[WHAT YOU NEED TO DO]:
A line below contains "self.requester_id.as_deref()", and a later one contains "the status code.". Repeat both, with every line between them, exactly.

------------------------

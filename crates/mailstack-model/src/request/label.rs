//! Basic domestic postage label request.

use crate::address::Address;
use crate::credential::CertifiedIntermediary;
use crate::error::{Error, Result};
use crate::request::RequestHeader;
use crate::types::MailClass;

/// Maximum mailpiece weight in ounces (70 pounds).
const MAX_WEIGHT_OZ: f64 = 1120.0;

/// Fetches a printable postage label for a domestic mail class.
///
/// The simpler sibling of [`crate::request::GetPostageLabelRequest`]: no
/// label-type or label-size options, and the mail class is restricted to
/// the domestic label classes.
#[derive(Debug, Clone)]
pub struct LabelRequest {
    pub(crate) header: RequestHeader,
    mail_class: MailClass,
    weight_oz: f64,
    return_address: Address,
    destination_address: Address,
}

impl LabelRequest {
    /// Creates a new label request.
    ///
    /// # Errors
    ///
    /// Returns [`Error::InvalidArgument`] if the mail class is not a
    /// domestic label class or the weight is out of range.
    pub fn new(
        requester_id: impl Into<String>,
        credential: CertifiedIntermediary,
        mail_class: MailClass,
        weight_oz: f64,
        return_address: Address,
        destination_address: Address,
    ) -> Result<Self> {
        let mut request = Self {
            header: RequestHeader::new(requester_id, credential),
            mail_class: MailClass::Priority,
            weight_oz: 1.0,
            return_address,
            destination_address,
        };
        request.set_mail_class(mail_class)?;
        request.set_weight_oz(weight_oz)?;
        Ok(request)
    }

    /// Sets the mail class; must be one of the domestic label classes.
    pub fn set_mail_class(&mut self, mail_class: MailClass) -> Result<()> {
        if !mail_class.is_domestic_label_class() {
            return Err(Error::invalid(format!(
                "Mail Class must be one of the domestic label classes, got {mail_class}"
            )));
        }
        self.mail_class = mail_class;
        Ok(())
    }

    /// Returns the mail class.
    #[must_use]
    pub fn mail_class(&self) -> MailClass {
        self.mail_class
    }

    /// Sets the mailpiece weight in ounces; `0.0 < weight <= 1120.0`.
    pub fn set_weight_oz(&mut self, weight_oz: f64) -> Result<()> {
        if weight_oz <= 0.0 {
            return Err(Error::invalid("Weight must be greater than 0.0 ounces"));
        }
        if weight_oz > MAX_WEIGHT_OZ {
            return Err(Error::invalid(
                "Weight must not be greater than 1120.0 ounces (70 pounds)",
            ));
        }
        self.weight_oz = weight_oz;
        Ok(())
    }

    /// Returns the mailpiece weight in ounces.
    #[must_use]
    pub fn weight_oz(&self) -> f64 {
        self.weight_oz
    }

    /// Sets the return (from) address.
    pub fn set_return_address(&mut self, address: Address) {
        self.return_address = address;
    }

    /// Returns the return (from) address.
    #[must_use]
    pub fn return_address(&self) -> &Address {
        &self.return_address
    }

    /// Sets the destination (to) address.
    pub fn set_destination_address(&mut self, address: Address) {
        self.destination_address = address;
    }

    /// Returns the destination (to) address.
    #[must_use]
    pub fn destination_address(&self) -> &Address {
        &self.destination_address
    }
}

#[cfg(test)]
mod tests {
    use super::*;

    fn address() -> Address {
        Address::new(
            Some("Jane Doe".to_owned()),
            None,
            "123 Main St".to_owned(),
            None,
            None,
            None,
            "Portland".to_owned(),
            "OR".to_owned(),
            "97201".to_owned(),
            None,
            "US".to_owned(),
            None,
            None,
        )
        .unwrap()
    }

    #[test]
    fn test_should_reject_international_mail_class() {
        let result = LabelRequest::new(
            "lxxx",
            CertifiedIntermediary::from_credentials("123456", "secret").unwrap(),
            MailClass::PriorityMailInternational,
            12.0,
            address(),
            address(),
        );
        assert!(result.is_err());
    }

    #[test]
    fn test_should_accept_domestic_mail_class() {
        let result = LabelRequest::new(
            "lxxx",
            CertifiedIntermediary::from_credentials("123456", "secret").unwrap(),
            MailClass::MediaMail,
            12.0,
            address(),
            address(),
        );
        assert!(result.is_ok());
    }
}
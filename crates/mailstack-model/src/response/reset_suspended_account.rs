//! Response to a suspended-account reset: the envelope alone.

use serde::Serialize;

use crate::response::ResponseEnvelope;

/// Response to a [`crate::request::ResetSuspendedAccountRequest`].
///
/// The reset operation reports only success or failure; there is no
/// payload beyond the shared envelope.
#[derive(Debug, Clone, PartialEq, Eq, Serialize)]
pub struct ResetSuspendedAccountResponse {
    pub(crate) envelope: ResponseEnvelope,
}

impl ResetSuspendedAccountResponse {
    /// Wraps a parsed envelope.
    #[must_use]
    pub fn from_envelope(envelope: ResponseEnvelope) -> Self {
        Self { envelope }
    }
}
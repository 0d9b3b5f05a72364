//! The response fields shared by every Label Server operation.

use serde::Serialize;

use crate::error::{Error, Result};

/// Maximum length of the echoed requester id.
const MAX_REQUESTER_ID_LEN: usize = 4;

/// Maximum length of the echoed request id.
const MAX_REQUEST_ID_LEN: usize = 50;

/// Maximum length of the error message.
const MAX_ERROR_MESSAGE_LEN: usize = 150;

/// The envelope common to every carrier response.
///
/// A status code of 0 means success; any other value is a carrier error
/// code accompanied by an error message. The requester and request ids are
/// echoed back from the request when the carrier includes them.
#[derive(Debug, Clone, PartialEq, Eq, Serialize)]
pub struct ResponseEnvelope {
    requester_id: Option<String>,
    request_id: Option<String>,
    status: i32,
    error_message: String,
}

impl ResponseEnvelope {
    /// Creates an envelope from a parsed status code. The error message
    /// defaults to empty.
    #[must_use]
    pub fn new(status: i32) -> Self {
        Self {
            requester_id: None,
            request_id: None,
            status,
            error_message: String::new(),
        }
    }

    /// Sets the echoed requester id; 1 to 4 characters.
    pub fn set_requester_id(&mut self, requester_id: impl Into<String>) -> Result<()> {
        let requester_id = requester_id.into();
        if requester_id.is_empty() {
            return Err(Error::invalid("Requester ID cannot be empty"));
        }
        if requester_id.len() > MAX_REQUESTER_ID_LEN {
            return Err(Error::invalid("Requester ID must be 4 characters."));
        }
        self.requester_id = Some(requester_id);
        Ok(())
    }

    /// Returns the echoed requester id.
    #[must_use]
    pub fn requester_id(&self) -> Option<&str> {
        self.requester_id.as_deref()
    }

    /// Sets the echoed request id; 1 to 50 characters.
    pub fn set_request_id(&mut self, request_id: impl Into<String>) -> Result<()> {
        let request_id = request_id.into();
        if request_id.is_empty() {
            return Err(Error::invalid("Request id cannot be empty."));
        }
        if request_id.len() > MAX_REQUEST_ID_LEN {
            return Err(Error::invalid("Request id must be 50 or fewer characters."));
        }
        self.request_id = Some(request_id);
        Ok(())
    }

    /// Returns the echoed request id.
    #[must_use]
    pub fn request_id(&self) -> Option<&str> {
        self.request_id.as_deref()
    }

    /// Sets the status code.
    pub fn set_status(&mut self, status: i32) {
        self.status = status;
    }

    /// Returns the status code; 0 means success.
    #[must_use]
    pub fn status(&self) -> i32 {
        self.status
    }

    /// True when the status code is 0.
    #[must_use]
    pub fn is_successful(&self) -> bool {
        self.status == 0
    }

    /// Sets the error message; at most 150 characters.
    pub fn set_error_message(&mut self, error_message: impl Into<String>) -> Result<()> {
        let error_message = error_message.into();
        if error_message.len() > MAX_ERROR_MESSAGE_LEN {
            return Err(Error::invalid(
                "Error message must be 150 or fewer characters.",
            ));
        }
        self.error_message = error_message;
        Ok(())
    }

    /// Returns the error message; empty when the carrier supplied none.
    #[must_use]
    pub fn error_message(&self) -> &str {
        &self.error_message
    }
}

#[cfg(test)]
mod tests {
    use super::*;

    #[test]
    fn test_should_report_success_only_for_status_zero() {
        assert!(ResponseEnvelope::new(0).is_successful());
        assert!(!ResponseEnvelope::new(1).is_successful());
        assert!(!ResponseEnvelope::new(-1).is_successful());
    }

    #[test]
    fn test_should_bound_requester_id() {
        let mut envelope = ResponseEnvelope::new(0);
        assert!(envelope.set_requester_id("lxxx").is_ok());
        assert!(envelope.set_requester_id("").is_err());
        assert!(envelope.set_requester_id("12345").is_err());
    }

    #[test]
    fn test_should_bound_request_id() {
        let mut envelope = ResponseEnvelope::new(0);
        assert!(envelope.set_request_id("r".repeat(50)).is_ok());
        assert!(envelope.set_request_id("r".repeat(51)).is_err());
        assert!(envelope.set_request_id("").is_err());
    }

    #[test]
    fn test_should_bound_error_message() {
        let mut envelope = ResponseEnvelope::new(12);
        assert!(envelope.set_error_message("e".repeat(150)).is_ok());
        assert!(envelope.set_error_message("e".repeat(151)).is_err());
        assert_eq!(ResponseEnvelope::new(12).error_message(), "");
    }
}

------------------------

[OUTPUT OF THE TASK]:
        self.requester_id.as_deref()
    }

    /// Sets the echoed request id; 1 to 50 characters.
    pub fn set_request_id(&mut self, request_id: impl Into<String>) -> Result<()> {
        let request_id = request_id.into();
        if request_id.is_empty() {
            return Err(Error::invalid("Request id cannot be empty."));
        }
        if request_id.len() > MAX_REQUEST_ID_LEN {
            return Err(Error::invalid("Request id must be 50 or fewer characters."));
        }
        self.request_id = Some(request_id);
        Ok(())
    }

    /// Returns the echoed request id.
    #[must_use]
    pub fn request_id(&self) -> Option<&str> {
        self.request_id.as_deref()
    }

    /// Sets the status code.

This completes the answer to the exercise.